Communicating With Patients About Surgery

“Surgical problems often involve rapid decision-making with limited time for deliberation and require proficiency discussing interventions ranging from elective outpatient procedures to an emergency operation in the setting of life-limiting illness. For patients and families, the concept of surgery may incite strong emotions, with many discussions occurring without a previously established patient-surgeon relationship. [..]

Attend to Emotion

Receiving bad news such as a new cancer diagnosis or an unexpected postoperative complication often takes patients and families by surprise. Without warning about difficult news, they may fail to process what has happened. To anticipate and attend to their emotions, surgeons can prepare patients and families to receive the news. A “heads-up” statement can be a simple as “I have serious news” or “Things have changed.”

Next, the new information can be summarized with a clear headline. Offering a lengthy, technical explanation of clinical events can be challenging for patients and family members to understand and detract from the main message. [..] Surgeons can generate a concise headline to summarize the situation and next steps, eg, “You have a hole in your intestines. We usually treat this with surgery and several days in the hospital.”

When presented with new information, emotional response often precedes rational thinking and drives many of the behaviors of patients and their family members who may express fear, frustration, sadness, or other strong emotions through statements and questions. Surgeons fall into the cognitive trap if they fail to recognize the emotional reaction and only respond with more information. When a patient says “The other doctor told me this was nothing. Do you even talk to each other?” surgeons can first endorse the validity of these claims with empathy for the patient’s frustration. The NURSE mnemonic (naming and understanding the emotion, respecting and supporting the patient, and exploring the emotion) can prompt clinician responses that convey empathy. Empathic communication may deescalate the emotional tenor of the conversation, increase trust in the physician, and allow a rational discussion about treatments. I wish statements are particularly useful when surgery is nonbeneficial. Surgeons can answer the question “Isn’t there anything else you can do?” with “I wish things were different, but I worry that our goal of helping you to live longer is not possible with surgery,” followed by discussion of an alternative treatment such as palliative care. Rather than describing an ineffective procedure, this response allows surgeons to convey compassion while establishing that the hoped-for goal is not possible.
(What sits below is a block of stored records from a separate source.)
/// Job repository - database operations for edit jobs
///
/// Terminal transitions are written as guarded updates: the WHERE clause
/// only matches non-terminal rows, so a duplicated result delivery or a
/// race with the expiry sweep becomes a no-op instead of a second write.
use crate::error::Result;
use crate::models::Job;
use chrono::{DateTime, Utc};
use sqlx::PgPool;
use uuid::Uuid;

pub(crate) const JOB_COLUMNS: &str = "id, owner_id, video_id, directive_text, edit_plan, \
     status, error_message, download_key, created_at, completed_at, expires_at";

pub async fn get_job(pool: &PgPool, job_id: Uuid) -> Result<Option<Job>> {
    let job = sqlx::query_as::<_, Job>(&format!(
        "SELECT {} FROM jobs WHERE id = $1",
        JOB_COLUMNS
    ))
    .bind(job_id)
    .fetch_optional(pool)
    .await?;

    Ok(job)
}

/// All jobs for one owner, newest first
pub async fn list_jobs(pool: &PgPool, owner_id: Uuid, limit: i64) -> Result<Vec<Job>> {
    let jobs = sqlx::query_as::<_, Job>(&format!(
        "SELECT {} FROM jobs WHERE owner_id = $1 ORDER BY created_at DESC LIMIT $2",
        JOB_COLUMNS
    ))
    .bind(owner_id)
    .bind(limit)
    .fetch_all(pool)
    .await?;

    Ok(jobs)
}

/// Move a queued job to processing. Returns None once the job left `queued`.
pub async fn mark_processing(pool: &PgPool, job_id: Uuid) -> Result<Option<Job>> {
    let job = sqlx::query_as::<_, Job>(&format!(
        "UPDATE jobs SET status = 'processing' \
         WHERE id = $1 AND status = 'queued' \
         RETURNING {}",
        JOB_COLUMNS
    ))
    .bind(job_id)
    .fetch_optional(pool)
    .await?;

    Ok(job)
}

/// Apply a successful processing result. Returns None if the job was
/// already terminal (idempotent repeat delivery).
pub async fn apply_done(
    pool: &PgPool,
    job_id: Uuid,
    download_key: &str,
    completed_at: DateTime<Utc>,
    expires_at: DateTime<Utc>,
) -> Result<Option<Job>> {
    let job = sqlx::query_as::<_, Job>(&format!(
        "UPDATE jobs \
         SET status = 'done', download_key = $2, completed_at = $3, expires_at = $4 \
         WHERE id = $1 AND status IN ('queued', 'processing') \
         RETURNING {}",
        JOB_COLUMNS
    ))
    .bind(job_id)
    .bind(download_key)
    .bind(completed_at)
    .bind(expires_at)
    .fetch_optional(pool)
    .await?;

    Ok(job)
}

/// Apply a failed processing result. Returns None if the job was already
/// terminal (idempotent repeat delivery).
pub async fn apply_failed(
    pool: &PgPool,
    job_id: Uuid,
    error_message: &str,
    completed_at: DateTime<Utc>,
) -> Result<Option<Job>> {
    let job = sqlx::query_as::<_, Job>(&format!(
        "UPDATE jobs \
         SET status = 'failed', error_message = $2, completed_at = $3 \
         WHERE id = $1 AND status IN ('queued', 'processing') \
         RETURNING {}",
        JOB_COLUMNS
    ))
    .bind(job_id)
    .bind(error_message)
    .bind(completed_at)
    .fetch_optional(pool)
    .await?;

    Ok(job)
}

/// Lazily flip an overdue `done` job to `expired` at read time.
///
/// Expiry is one-way; the guard keeps a concurrent flip or sweep from
/// writing twice.
pub async fn expire_if_due(pool: &PgPool, job_id: Uuid) -> Result<Option<Job>> {
    let job = sqlx::query_as::<_, Job>(&format!(
        "UPDATE jobs SET status = 'expired' \
         WHERE id = $1 AND status = 'done' AND expires_at <= NOW() \
         RETURNING {}",
        JOB_COLUMNS
    ))
    .bind(job_id)
    .fetch_optional(pool)
    .await?;

    Ok(job)
}

/// Flip every overdue `done` job; used by the reclamation sweep only.
/// State-machine correctness never depends on this running.
pub async fn expire_overdue(pool: &PgPool) -> Result<Vec<Job>> {
    let jobs = sqlx::query_as::<_, Job>(&format!(
        "UPDATE jobs SET status = 'expired' \
         WHERE status = 'done' AND expires_at <= NOW() \
         RETURNING {}",
        JOB_COLUMNS
    ))
    .fetch_all(pool)
    .await?;

    Ok(jobs)
}
/// Service layer
///
/// Business logic for the upload/payment/job lifecycle:
/// - Upload service: reservation, validation, completion
/// - Billing service: quoting and payment confirmation
/// - Job service: the queued → processing → {done, failed} → expired
///   state machine
/// - Storage: presigned S3 access for the object-storage collaborator
/// - Engine: the execution-engine seam
pub mod billing;
pub mod engine;
pub mod jobs;
pub mod storage;
pub mod uploads;

pub use billing::BillingService;
pub use engine::{DetachedEngine, ExecutionEngine, MockEngine};
pub use jobs::JobService;
pub use uploads::UploadService;
/// Billing handlers - HTTP endpoints for quoting and payment confirmation
use actix_web::web;
use serde::Deserialize;
use sqlx::PgPool;
use uuid::Uuid;

use crate::error::{AppError, Result};
use crate::metrics;
use crate::middleware::UserId;
use crate::models::QuoteResponse;
use crate::services::{billing, uploads, BillingService};

#[derive(Debug, Deserialize)]
pub struct QuotePreviewQuery {
    pub size_bytes: i64,
}

/// Preview the price for an upload of a given size without reserving
/// anything
pub async fn preview_quote(query: web::Query<QuotePreviewQuery>) -> Result<actix_web::HttpResponse> {
    if query.size_bytes <= 0 {
        return Err(AppError::BadRequest(
            "size_bytes must be positive".to_string(),
        ));
    }
    if query.size_bytes > uploads::MAX_FILE_SIZE_BYTES {
        return Err(AppError::FileTooLarge(query.size_bytes));
    }

    let payment_required = uploads::requires_payment(query.size_bytes);
    Ok(actix_web::HttpResponse::Ok().json(serde_json::json!({
        "payment_required": payment_required,
        "amount_minor": if payment_required {
            Some(billing::quote_amount_minor(query.size_bytes))
        } else {
            None
        },
        "currency": billing::CURRENCY,
    })))
}

/// Confirm payment of a quote (payment-processor callback relayed by the
/// client)
pub async fn confirm_quote(
    pool: web::Data<PgPool>,
    user: UserId,
    quote_id: web::Path<String>,
) -> Result<actix_web::HttpResponse> {
    let quote_uuid = Uuid::parse_str(&quote_id)
        .map_err(|_| AppError::BadRequest("Invalid quote ID".to_string()))?;

    let service = BillingService::new((**pool).clone());
    let quote = service.mark_paid(user.0, quote_uuid).await?;

    metrics::QUOTES_PAID.inc();

    Ok(actix_web::HttpResponse::Ok().json(QuoteResponse::from(quote)))
}
/// Database access layer
///
/// Single-statement operations live here; multi-statement transactional
/// flows (upload completion, checked job creation) live in the service
/// layer next to the logic that owns them.
pub mod job_repo;
pub mod payment_repo;
pub mod upload_repo;
pub mod video_repo;
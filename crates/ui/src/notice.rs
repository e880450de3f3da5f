#[derive(Debug, Clone, Copy, PartialEq, Eq)]
pub enum StatusType {
    Success,
    Error,
}

/// Non-blocking acknowledgment shown in the status line.
#[derive(Debug, Clone, PartialEq, Eq)]
pub struct Notice {
    pub status: StatusType,
    pub message: String,
}

impl Notice {
    pub fn success(message: impl Into<String>) -> Self {
        Self {
            status: StatusType::Success,
            message: message.into(),
        }
    }

    pub fn error(message: impl Into<String>) -> Self {
        Self {
            status: StatusType::Error,
            message: message.into(),
        }
    }
}

/// Blocking message box; the view ignores other input until it is dismissed.
#[derive(Debug, Clone, PartialEq, Eq)]
pub struct Dialog {
    pub title: String,
    pub message: String,
}
use color_eyre::Result;
use color_eyre::eyre::eyre;

/// Clipboard collaborator used by secure fields to export plain-text values.
pub trait Clipboard {
    /// Places `text` on the clipboard.
    ///
    /// # Errors
    ///
    /// Returns an error if the clipboard cannot be accessed or written.
    fn set_text(&mut self, text: &str) -> Result<()>;
}

/// The operating-system clipboard, opened on first use.
#[derive(Default)]
pub struct SystemClipboard {
    inner: Option<arboard::Clipboard>,
}

impl SystemClipboard {
    pub fn new() -> Self {
        Self::default()
    }
}

impl Clipboard for SystemClipboard {
    fn set_text(&mut self, text: &str) -> Result<()> {
        if self.inner.is_none() {
            let clipboard = arboard::Clipboard::new().map_err(|e| eyre!("Failed to access clipboard: {}", e))?;
            self.inner = Some(clipboard);
        }
        let clipboard = self.inner.as_mut().ok_or_else(|| eyre!("Clipboard unavailable"))?;
        clipboard
            .set_text(text)
            .map_err(|e| eyre!("Failed to copy to clipboard: {}", e))
    }
}
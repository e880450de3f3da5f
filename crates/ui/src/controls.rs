use crate::codelist::{CodeList, CodeListItem};
use crate::secure_field::SecureField;
use std::rc::Rc;
use tracing::debug;
use warden_vault::{CodeIndex, VaultFolder};

/// Identifies an interactive control inside a detail view.
///
/// Field sets name their controls with `'static` keys; a secure field owns three controls
/// (the input and its "Show" and "Copy" actions) sharing one key.
#[derive(Debug, Clone, Copy, PartialEq, Eq, Hash)]
pub enum ControlId {
    ItemName,
    Folder,
    Favorite,
    Notes,
    Field(&'static str),
    Reveal(&'static str),
    Copy(&'static str),
}

#[derive(Debug, Clone)]
pub struct TextInput {
    id: ControlId,
    pub label: &'static str,
    value: String,
}

impl TextInput {
    pub const fn new(id: ControlId, label: &'static str) -> Self {
        Self {
            id,
            label,
            value: String::new(),
        }
    }

    pub const fn id(&self) -> ControlId {
        self.id
    }

    pub fn text(&self) -> &str {
        &self.value
    }

    pub fn set_text(&mut self, text: &str) {
        self.value.clear();
        self.value.push_str(text);
    }

    pub fn push(&mut self, c: char) {
        self.value.push(c);
    }

    pub fn backspace(&mut self) {
        self.value.pop();
    }

    pub fn is_blank(&self) -> bool {
        self.value.trim().is_empty()
    }
}

/// Selection bound to an immutable code-list snapshot.
///
/// The selection is kept as a position in the snapshot; items store the stable index.
#[derive(Debug, Clone)]
pub struct SelectField {
    id: ControlId,
    pub label: &'static str,
    options: CodeList,
    selected: Option<usize>,
}

impl SelectField {
    pub const fn new(id: ControlId, label: &'static str, options: CodeList) -> Self {
        Self {
            id,
            label,
            options,
            selected: None,
        }
    }

    pub const fn id(&self) -> ControlId {
        self.id
    }

    pub const fn options(&self) -> &CodeList {
        &self.options
    }

    /// Selects the option whose stable index is `index`.
    ///
    /// An index missing from the list leaves the selection unset; it is not an error.
    pub fn select_index(&mut self, index: Option<CodeIndex>) {
        self.selected = index.and_then(|i| {
            let position = self.options.position_of(i);
            if position.is_none() {
                debug!("{}: stored index {} not in code list, leaving unset", self.label, i);
            }
            position
        });
    }

    /// Stable index of the current selection.
    pub fn selected_index(&self) -> Option<CodeIndex> {
        self.selected_item().map(|item| item.index)
    }

    pub fn selected_item(&self) -> Option<&CodeListItem> {
        self.selected.and_then(|pos| self.options.get(pos))
    }

    pub fn select_next(&mut self) {
        if self.options.is_empty() {
            return;
        }
        self.selected = Some(match self.selected {
            Some(pos) => (pos + 1) % self.options.len(),
            None => 0,
        });
    }

    pub fn select_previous(&mut self) {
        if self.options.is_empty() {
            return;
        }
        self.selected = Some(match self.selected {
            Some(0) | None => self.options.len() - 1,
            Some(pos) => pos - 1,
        });
    }

    pub const fn clear(&mut self) {
        self.selected = None;
    }
}

/// Folder chooser over the shared, read-only folder list. `None` means "No Folder".
#[derive(Debug, Clone)]
pub struct FolderPicker {
    folders: Rc<[VaultFolder]>,
    selected: Option<usize>,
}

impl FolderPicker {
    pub const fn new(folders: Rc<[VaultFolder]>) -> Self {
        Self { folders, selected: None }
    }

    pub fn folders(&self) -> &[VaultFolder] {
        &self.folders
    }

    /// Selects the folder with `id`; unknown ids fall back to "No Folder".
    pub fn select_id(&mut self, id: Option<&str>) {
        self.selected = id.and_then(|id| {
            let position = self.folders.iter().position(|f| f.id == id);
            if position.is_none() {
                debug!("Folder '{}' not in folder list, showing no folder", id);
            }
            position
        });
    }

    pub fn selected_folder(&self) -> Option<&VaultFolder> {
        self.selected.and_then(|pos| self.folders.get(pos))
    }

    pub fn selected_id(&self) -> Option<String> {
        self.selected_folder().map(|f| f.id.clone())
    }

    pub fn display(&self) -> &str {
        self.selected_folder().map_or("No Folder", |f| f.name.as_str())
    }

    // "No Folder" sits before the first folder in the cycle.
    pub fn select_next(&mut self) {
        self.selected = match self.selected {
            None if !self.folders.is_empty() => Some(0),
            Some(pos) if pos + 1 < self.folders.len() => Some(pos + 1),
            _ => None,
        };
    }

    pub fn select_previous(&mut self) {
        self.selected = match self.selected {
            None => self.folders.len().checked_sub(1),
            Some(0) => None,
            Some(pos) => Some(pos - 1),
        };
    }
}

/// Borrowed view of one field-set control, in display order.
pub enum ControlRef<'a> {
    Text(&'a TextInput),
    Select(&'a SelectField),
    Secure(&'a SecureField),
}

pub enum ControlMut<'a> {
    Text(&'a mut TextInput),
    Select(&'a mut SelectField),
    Secure(&'a mut SecureField),
}

impl ControlRef<'_> {
    pub fn label(&self) -> &'static str {
        match self {
            ControlRef::Text(t) => t.label,
            ControlRef::Select(s) => s.label,
            ControlRef::Secure(s) => s.label(),
        }
    }

    /// Every focusable id this control contributes, in tab order.
    pub fn tab_stops(&self) -> Vec<ControlId> {
        match self {
            ControlRef::Text(t) => vec![t.id()],
            ControlRef::Select(s) => vec![s.id()],
            ControlRef::Secure(s) => vec![s.field_id(), s.reveal_id(), s.copy_id()],
        }
    }
}

impl ControlMut<'_> {
    pub fn owns(&self, id: ControlId) -> bool {
        match self {
            ControlMut::Text(t) => t.id() == id,
            ControlMut::Select(s) => s.id() == id,
            ControlMut::Secure(s) => s.owns(id),
        }
    }
}

#[cfg(test)]
mod tests {
    #![allow(clippy::unwrap_used)]
    use super::*;

    fn sizes() -> CodeList {
        CodeList::new(vec![
            CodeListItem::new(10, "Small"),
            CodeListItem::new(20, "Medium"),
            CodeListItem::new(30, "Large"),
        ])
    }

    #[test]
    fn test_select_by_stable_index_not_position() {
        let mut field = SelectField::new(ControlId::Field("size"), "Size", sizes());
        field.select_index(Some(20));
        assert_eq!(field.selected_index(), Some(20));
        assert_eq!(field.selected_item().unwrap().label, "Medium");
    }

    #[test]
    fn test_stale_index_leaves_selection_unset() {
        let mut field = SelectField::new(ControlId::Field("size"), "Size", sizes());
        field.select_index(Some(30));
        field.select_index(Some(99));
        assert_eq!(field.selected_index(), None);
    }

    #[test]
    fn test_select_cycles() {
        let mut field = SelectField::new(ControlId::Field("size"), "Size", sizes());
        field.select_next();
        assert_eq!(field.selected_index(), Some(10));
        field.select_previous();
        assert_eq!(field.selected_index(), Some(30));
        field.select_next();
        assert_eq!(field.selected_index(), Some(10));
        field.clear();
        assert_eq!(field.selected_index(), None);
    }

    #[test]
    fn test_select_on_empty_list_stays_unset() {
        let mut field = SelectField::new(ControlId::Field("x"), "X", CodeList::new(Vec::new()));
        field.select_next();
        field.select_previous();
        assert!(field.selected_item().is_none());
    }

    #[test]
    fn test_folder_picker_cycle_includes_no_folder() {
        let folders: Rc<[VaultFolder]> = vec![
            VaultFolder {
                id: "a".into(),
                name: "Alpha".into(),
            },
            VaultFolder {
                id: "b".into(),
                name: "Beta".into(),
            },
        ]
        .into();
        let mut picker = FolderPicker::new(folders);
        assert_eq!(picker.display(), "No Folder");

        picker.select_next();
        assert_eq!(picker.selected_id().as_deref(), Some("a"));
        picker.select_next();
        picker.select_next();
        assert_eq!(picker.selected_id(), None);
        picker.select_previous();
        assert_eq!(picker.display(), "Beta");

        picker.select_id(Some("missing"));
        assert_eq!(picker.selected_id(), None);
    }

    #[test]
    fn test_text_input_editing() {
        let mut input = TextInput::new(ControlId::ItemName, "Name");
        assert!(input.is_blank());
        input.set_text("Visa");
        input.push('!');
        input.backspace();
        assert_eq!(input.text(), "Visa");
        input.set_text("   ");
        assert!(input.is_blank());
    }
}
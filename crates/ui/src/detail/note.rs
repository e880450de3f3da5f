use super::{ItemFields, TabOrder};
use crate::codelist::CodeListProvider;
use crate::controls::{ControlMut, ControlRef};
use crate::error::DetailViewError;
use warden_vault::{ItemType, SecureNote, VaultItem};

/// A secure note is all base controls: the text lives in the item's notes.
#[derive(Debug, Clone, Default)]
pub struct SecureNoteFields;

impl ItemFields for SecureNoteFields {
    type Detail = SecureNote;

    const ITEM_TYPE: ItemType = ItemType::SecureNote;

    fn build(_lists: &dyn CodeListProvider) -> Result<Self, DetailViewError> {
        Ok(Self)
    }

    fn detail(item: &VaultItem) -> Option<&SecureNote> {
        item.secure_note()
    }

    fn load(&mut self, _note: &SecureNote) {}

    fn update(&self, current: Option<&SecureNote>) -> SecureNote {
        current.cloned().unwrap_or_default()
    }

    fn append_tab_order(&self, _order: &mut TabOrder, start: usize) -> usize {
        start
    }

    fn controls(&self) -> Vec<ControlRef<'_>> {
        Vec::new()
    }

    fn controls_mut(&mut self) -> Vec<ControlMut<'_>> {
        Vec::new()
    }
}

#[cfg(test)]
mod tests {
    #![allow(clippy::unwrap_used)]
    use super::*;
    use crate::codelist::CodeListManager;

    #[test]
    fn test_update_yields_generic_note() {
        let fields = SecureNoteFields::build(&CodeListManager::new()).unwrap();
        assert_eq!(fields.update(None), SecureNote { note_type: 0 });
        assert_eq!(
            fields.update(Some(&SecureNote { note_type: 3 })),
            SecureNote { note_type: 3 }
        );
    }

    #[test]
    fn test_appends_no_stops() {
        let mut order = TabOrder::new();
        assert_eq!(SecureNoteFields.append_tab_order(&mut order, 4), 4);
        assert!(order.stops().is_empty());
    }
}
Use Scenario Planning to Manage Uncertainty

In the face of a new acute illness and major surgery, it may be hard to predict how events will unfold, leaving patients and families blindsided by the experience of illness and treatment. Even with accurate risk prediction, patients may falsely assume that the complications described will not happen to them or may overestimate survival in the setting of life-limiting disease. Using statistics to convey the likelihood of isolated risks does not help patients imagine what life might look like after treatment.

[..] Scenario planning permits surgeons to say “In the best-case scenario, I am hoping for… and in the worst-case scenario, I am worried about….” Surgeons can use narratives to describe short- and longer-term outcomes, including time in the hospital and the potential effect of illness and treatment on functional status. Similarly, surgeons can describe a worst-case scenario assuming complications occur, which may include death after prolonged hospitalization. Providing alternate scenarios allows surgeons to manage uncertainty by defining clinically plausible outcomes. This skill can be used to discuss prognosis after an acute clinical change or urgent operation or to facilitate shared decision-making when deliberating about high-risk operations. [..]

Describe the Goals and Downsides of Surgery to Support Deliberation

In routine discussions about surgery, surgeons commonly use a fix-it model, identifying an isolated anatomic abnormality and how surgery will repair, replace, bypass, or remove the problem. Detailed technical descriptions of surgical procedures are time-consuming and may not be useful to support patients and families who are deciding whether they want to proceed with the operation. More importantly, this model may reinforce the oversimplified narrative that surgery will fix the problem without describing the outcomes an operation can achieve.

Clearly stating the goal of surgery ensures that clinicians and patients have the same understanding of what the operation can and cannot accomplish. Surgery can help people live longer, feel better, preserve function, or obtain a diagnosis. However, a secondary analysis of 169 audio-recorded preoperative consultations between surgeons and patients discussing high-risk surgery suggests that a discussion of treatment goals rarely occurs. In this study, surgeons used the fix-it model in 92% of conversations, but the overall goal of surgery was not discussed in 80% of conversations.

Surgeons routinely list discrete potential complications of surgery; however, there are more downsides than just the technical risks. Every operation is associated with expected unpleasant experiences, such as pain and deconditioning that requires time and effort to overcome. Adverse surgical outcomes may include transient events such as urinary retention, complications such as bleeding and infection, and major changes in functional status such as loss of cognitive capacity or physical independence. Also, surgery may not achieve the patient’s goals even if complications do not occur, such as when cancer recurs after a major operation. Juxtaposing the goals and downsides allows patients to consider the trade-offs in advance and helps surgeons support patients and families in deliberation about whether surgery is the best option.”